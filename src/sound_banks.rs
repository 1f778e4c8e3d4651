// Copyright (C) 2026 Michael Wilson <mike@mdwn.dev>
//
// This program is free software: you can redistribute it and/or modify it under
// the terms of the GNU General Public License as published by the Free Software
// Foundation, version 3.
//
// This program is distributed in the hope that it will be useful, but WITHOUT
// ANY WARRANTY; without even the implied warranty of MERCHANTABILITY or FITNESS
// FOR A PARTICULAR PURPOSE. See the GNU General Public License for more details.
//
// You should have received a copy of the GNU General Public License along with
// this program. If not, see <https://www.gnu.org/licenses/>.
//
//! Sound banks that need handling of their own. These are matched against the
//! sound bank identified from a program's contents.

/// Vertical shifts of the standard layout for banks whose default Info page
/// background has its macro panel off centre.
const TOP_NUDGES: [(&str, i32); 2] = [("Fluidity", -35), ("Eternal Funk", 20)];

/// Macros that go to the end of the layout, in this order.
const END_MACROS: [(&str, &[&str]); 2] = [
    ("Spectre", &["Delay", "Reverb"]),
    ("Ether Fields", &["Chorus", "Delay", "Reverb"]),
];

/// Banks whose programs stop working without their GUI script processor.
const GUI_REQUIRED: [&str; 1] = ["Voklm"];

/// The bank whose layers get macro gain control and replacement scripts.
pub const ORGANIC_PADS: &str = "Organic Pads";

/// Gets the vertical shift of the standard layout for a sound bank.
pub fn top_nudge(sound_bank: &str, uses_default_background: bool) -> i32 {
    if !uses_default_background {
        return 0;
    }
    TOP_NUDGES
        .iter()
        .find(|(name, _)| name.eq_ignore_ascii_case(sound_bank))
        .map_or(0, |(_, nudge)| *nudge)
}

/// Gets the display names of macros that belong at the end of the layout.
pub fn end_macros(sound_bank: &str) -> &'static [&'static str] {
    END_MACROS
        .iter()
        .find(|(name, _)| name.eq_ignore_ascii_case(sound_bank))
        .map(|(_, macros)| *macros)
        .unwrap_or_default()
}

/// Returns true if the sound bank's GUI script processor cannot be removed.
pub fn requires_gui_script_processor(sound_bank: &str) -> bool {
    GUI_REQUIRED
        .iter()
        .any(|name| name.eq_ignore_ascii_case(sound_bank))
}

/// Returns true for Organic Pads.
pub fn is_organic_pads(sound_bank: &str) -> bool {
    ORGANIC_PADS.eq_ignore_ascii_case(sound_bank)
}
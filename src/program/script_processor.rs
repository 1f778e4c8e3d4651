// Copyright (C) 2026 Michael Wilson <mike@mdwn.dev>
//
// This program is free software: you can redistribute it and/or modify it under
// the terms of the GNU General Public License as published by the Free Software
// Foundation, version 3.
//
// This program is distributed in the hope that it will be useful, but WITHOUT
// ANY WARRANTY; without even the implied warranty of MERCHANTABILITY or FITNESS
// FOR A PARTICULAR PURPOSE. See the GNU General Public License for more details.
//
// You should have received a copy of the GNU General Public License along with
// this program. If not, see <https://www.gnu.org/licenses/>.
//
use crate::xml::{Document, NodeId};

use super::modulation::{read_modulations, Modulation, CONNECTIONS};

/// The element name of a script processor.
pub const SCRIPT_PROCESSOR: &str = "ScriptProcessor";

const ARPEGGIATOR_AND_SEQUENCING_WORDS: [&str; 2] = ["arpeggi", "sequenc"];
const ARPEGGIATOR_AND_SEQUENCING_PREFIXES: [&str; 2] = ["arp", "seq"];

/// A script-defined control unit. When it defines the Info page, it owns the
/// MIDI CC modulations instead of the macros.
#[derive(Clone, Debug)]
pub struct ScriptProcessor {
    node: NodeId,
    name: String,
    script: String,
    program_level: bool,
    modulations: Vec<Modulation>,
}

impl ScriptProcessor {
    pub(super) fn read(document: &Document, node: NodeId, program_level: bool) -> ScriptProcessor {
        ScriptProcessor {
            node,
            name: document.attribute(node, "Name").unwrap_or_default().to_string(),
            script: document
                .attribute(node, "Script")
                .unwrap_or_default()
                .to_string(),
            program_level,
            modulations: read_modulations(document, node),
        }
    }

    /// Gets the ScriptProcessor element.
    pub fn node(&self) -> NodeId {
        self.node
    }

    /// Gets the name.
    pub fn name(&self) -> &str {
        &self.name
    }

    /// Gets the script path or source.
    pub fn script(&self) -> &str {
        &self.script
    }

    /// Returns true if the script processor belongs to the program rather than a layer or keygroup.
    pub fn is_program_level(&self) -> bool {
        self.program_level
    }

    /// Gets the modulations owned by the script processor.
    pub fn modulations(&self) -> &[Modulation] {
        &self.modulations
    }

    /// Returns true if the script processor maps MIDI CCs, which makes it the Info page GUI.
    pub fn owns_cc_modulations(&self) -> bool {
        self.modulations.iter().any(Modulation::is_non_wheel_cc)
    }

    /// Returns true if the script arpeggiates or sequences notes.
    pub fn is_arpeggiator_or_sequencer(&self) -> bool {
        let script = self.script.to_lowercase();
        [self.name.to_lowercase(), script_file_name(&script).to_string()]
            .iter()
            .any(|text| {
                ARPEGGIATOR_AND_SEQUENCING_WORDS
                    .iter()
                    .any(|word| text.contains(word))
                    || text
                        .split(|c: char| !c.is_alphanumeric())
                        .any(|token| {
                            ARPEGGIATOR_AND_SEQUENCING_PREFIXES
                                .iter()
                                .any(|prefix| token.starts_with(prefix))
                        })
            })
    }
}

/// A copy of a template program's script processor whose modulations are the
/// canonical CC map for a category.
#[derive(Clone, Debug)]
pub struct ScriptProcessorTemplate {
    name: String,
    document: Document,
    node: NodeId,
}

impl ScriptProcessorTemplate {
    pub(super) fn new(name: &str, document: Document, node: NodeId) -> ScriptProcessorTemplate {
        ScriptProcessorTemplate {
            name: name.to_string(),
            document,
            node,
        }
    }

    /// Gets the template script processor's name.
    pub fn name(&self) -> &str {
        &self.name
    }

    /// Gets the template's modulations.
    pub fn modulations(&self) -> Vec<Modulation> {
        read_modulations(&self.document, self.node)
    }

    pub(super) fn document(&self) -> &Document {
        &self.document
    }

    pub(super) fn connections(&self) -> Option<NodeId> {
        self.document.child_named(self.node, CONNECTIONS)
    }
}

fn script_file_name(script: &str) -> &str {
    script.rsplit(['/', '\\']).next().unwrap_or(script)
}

= = = = =

* [Directions]: Copy out every line from the data above in which the word "their" occurs.

* [Output for this exercise]:
//! Sound banks that need handling of their own. These are matched against the
/// Banks whose programs stop working without their GUI script processor.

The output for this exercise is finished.